Hence the probability of a technical default would escalate exponentially.

So, I’ll conclude with how I started.

In the above chart you can see clearly that if my analysis is correct, and a catalyst shows up in time for validation purposes only, we could soon be in for a decline of minimum (4350-3200) of 26% in a relatively short amount of time. I speculate something would need to change, a new shoe to drop of some magnitude, leading up to that.

Additionally, I say minimum because our 2020 Covid-low of approximately 2,200 I believe needs to be revisited to validate a super-cycle event. (See Below Chart)

SPX 150 Chart



Maybe that area is not visited within this near term decline I am forecasting (4350-3200) we experience by end of this year. However, I do believe we will sub-divide in such a manner that eventually, those levels become realistic to our future selves.

Lastly, I'll revisit the fact that aside from the Debt Default possibility becoming more realistic by the day...the banking crisis still looms.

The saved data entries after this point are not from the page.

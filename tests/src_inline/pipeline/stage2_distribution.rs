use super::*;
use crate::model::TraitMap;

fn red_columns(path: &Path, row: u32) -> Vec<u32> {
    let img = image::open(path).unwrap().to_rgb8();
    (0..img.width())
        .filter(|&x| {
            let p = img.get_pixel(x, row);
            p[0] > 200 && p[1] < 80 && p[2] < 80
        })
        .collect()
}

/// Plot area spans from the y-label area to the right margin.
fn expected_column(score: f64) -> f64 {
    let left = 20.0 + 60.0;
    let right = FIGURE_SIZE.0 as f64 - 20.0;
    left + (score - DOMAIN_MIN) / (DOMAIN_MAX - DOMAIN_MIN) * (right - left)
}

#[test]
fn test_histogram_integrates_to_one() {
    let values = [1.0, 1.5, 2.0, 2.0, 3.0, 4.5, 5.0];
    let bins = histogram_density(&values, HIST_BINS);
    assert_eq!(bins.len(), HIST_BINS);
    let area: f64 = bins.iter().map(|b| b.density * (b.hi - b.lo)).sum();
    assert!((area - 1.0).abs() < 1e-9);
    assert_eq!(bins[0].lo, 1.0);
    assert!((bins[HIST_BINS - 1].hi - 5.0).abs() < 1e-9);
    // The maximum lands in the last bin.
    assert!(bins[HIST_BINS - 1].density > 0.0);
}

#[test]
fn test_histogram_constant_sample() {
    let bins = histogram_density(&[3.0, 3.0], HIST_BINS);
    assert!((bins[0].lo - 2.5).abs() < 1e-12);
    assert!((bins[HIST_BINS - 1].hi - 3.5).abs() < 1e-12);
    let area: f64 = bins.iter().map(|b| b.density * (b.hi - b.lo)).sum();
    assert!((area - 1.0).abs() < 1e-9);
}

#[test]
fn test_scott_bandwidth() {
    assert_eq!(scott_bandwidth(&[2.0]), MIN_BANDWIDTH);
    assert_eq!(scott_bandwidth(&[4.0, 4.0, 4.0]), MIN_BANDWIDTH);
    // Sample std of [1, 3] is sqrt(2).
    let bw = scott_bandwidth(&[1.0, 3.0]);
    assert!((bw - 2f64.sqrt() * 2f64.powf(-0.2)).abs() < 1e-12);
}

#[test]
fn test_kde_integrates_to_about_one() {
    let values = [2.5, 3.0, 3.5];
    let curve = kde_curve(&values, scott_bandwidth(&values), -5.0, 11.0, 2000);
    let step = curve[1].0 - curve[0].0;
    let area: f64 = curve.iter().map(|&(_, y)| y * step).sum();
    assert!((area - 1.0).abs() < 1e-3);
    assert_eq!(curve.first().unwrap().0, -5.0);
}

#[test]
fn test_render_writes_figure_with_marker() {
    let dir = tempfile::tempdir().unwrap();
    let cohort = [4.0, 2.0, 3.0];
    let mut columns = Vec::new();
    for (i, &score) in cohort.iter().enumerate() {
        let path = dir.path().join(format!("{i}.png"));
        render_distribution(&path, Trait::Extraversion, &cohort, score).unwrap();
        assert_eq!(
            image::image_dimensions(&path).unwrap(),
            FIGURE_SIZE
        );
        let red = red_columns(&path, FIGURE_SIZE.1 / 2);
        assert!(!red.is_empty(), "no marker for {score}");
        let mean = red.iter().map(|&x| x as f64).sum::<f64>() / red.len() as f64;
        assert!(
            (mean - expected_column(score)).abs() < 8.0,
            "marker for {score} at {mean}"
        );
        columns.push(mean);
    }
    assert!(columns[1] < columns[2] && columns[2] < columns[0]);
}

fn dark_pixels_below_plot(path: &Path) -> usize {
    let img = image::open(path).unwrap().to_rgb8();
    let plot_bottom = FIGURE_SIZE.1 - 20 - 70;
    (plot_bottom + 5..img.height())
        .flat_map(|y| (0..img.width()).map(move |x| (x, y)))
        .filter(|&(x, y)| {
            let p = img.get_pixel(x, y);
            p[0] < 100 && p[1] < 100 && p[2] < 100
        })
        .count()
}

#[test]
fn test_chart_font_registers_once() {
    ensure_chart_font().unwrap();
    ensure_chart_font().unwrap();
}

#[test]
fn test_render_draws_axis_labels() {
    let dir = tempfile::tempdir().unwrap();
    let path = dir.path().join("labelled.png");
    render_distribution(&path, Trait::Agreeableness, &[1.5, 2.5, 4.0], 2.5).unwrap();
    // Tick numbers and the axis description sit under the plot area.
    assert!(dark_pixels_below_plot(&path) > 100);
}

#[test]
fn test_render_single_member_cohort() {
    let dir = tempfile::tempdir().unwrap();
    let path = dir.path().join("solo.png");
    render_distribution(&path, Trait::Openness, &[3.7], 3.7).unwrap();
    assert!(path.exists());
}

#[test]
fn test_render_out_of_range_score_still_renders() {
    let dir = tempfile::tempdir().unwrap();
    let path = dir.path().join("wide.png");
    render_distribution(&path, Trait::Neuroticism, &[0.0, 3.0, 7.0], 7.0).unwrap();
    assert!(red_columns(&path, FIGURE_SIZE.1 / 2).is_empty());
}

#[test]
fn test_render_individual_registers_all_traits() {
    let dir = tempfile::tempdir().unwrap();
    let scratch = ScratchDir::acquire(&dir.path().join("tmp")).unwrap();
    let table = crate::model::ScoreTable {
        records: vec![
            ScoreRecord {
                name: "Alice".to_string(),
                raw: TraitMap::from_fn(|t| 1.0 + t.index() as f64),
            },
            ScoreRecord {
                name: "Bob".to_string(),
                raw: TraitMap::from_fn(|_| 2.0),
            },
        ],
    };
    let cohort = table.cohort();
    let artifacts = render_individual(&scratch, &cohort, 0, &table.records[0]).unwrap();
    assert_eq!(artifacts.len(), Trait::ALL.len());
    for t in Trait::ALL {
        let path = artifacts.get(t).unwrap().to_path_buf();
        assert!(path.exists());
        assert!(path.starts_with(scratch.path()));
    }
    artifacts.reclaim().unwrap();
    assert_eq!(std::fs::read_dir(scratch.path()).unwrap().count(), 0);
    scratch.release().unwrap();
}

This is an issue that will not go away until banks who hold long maturity dated treasuries can substantially reduce those holdings, as that area to store and earn interest on capital has a variance of 2-3% with what banks and money markets are paying their depositors to store capital with them. These unrealized losses on these long dated treasuries will have to be resolved. To sell these holdings would drive bonds prices down, and rates higher....potentially further exacerbating the problem. In addition, over 1 trillion in commercial real estate loans that need to be paid off or refinanced in the next year as those loans come due. The Banks will have to hoard capital to solve their problems, and who on Wall Street wants to refi commercial buildings with few tenants? Is 1 trillion in commercial real estate debt about to default?

In summary, this post accomplishes one thing for me. It explains to my followers in detail the problems we're currently facing and may soon face. As traders, this is an educational piece. However, in fairness, there's a lot of speculation contained in this post. I want my followers to aware of the potential hazards we face trading this market each and everyday. I'm ready, willing and able to go long this market, provided I am afforded both the analytical basis and the trading set-up. I can manage risk, and having protocols in place will protect me to a large extent in the event any bullish thesis goes bust.

Nonetheless, I struggle to find any practical basis to be anything but short this market when set-ups are clear...and choose to remain flat when price action is retracing higher. But I will say, my trading strategy for the foreseeable future becomes crystal clear if in the next three to five months I hear the words, ..."Motion to Vacate" being used in the US Congress.

Judging by my chart, whether it's the US debt ceiling, the baking crisis, commercial real estate loans, or some other unknown...A catalyst should be showing up to validate the BIG RED ARROW ON THE RIGHT OF THE CHART ABOVE.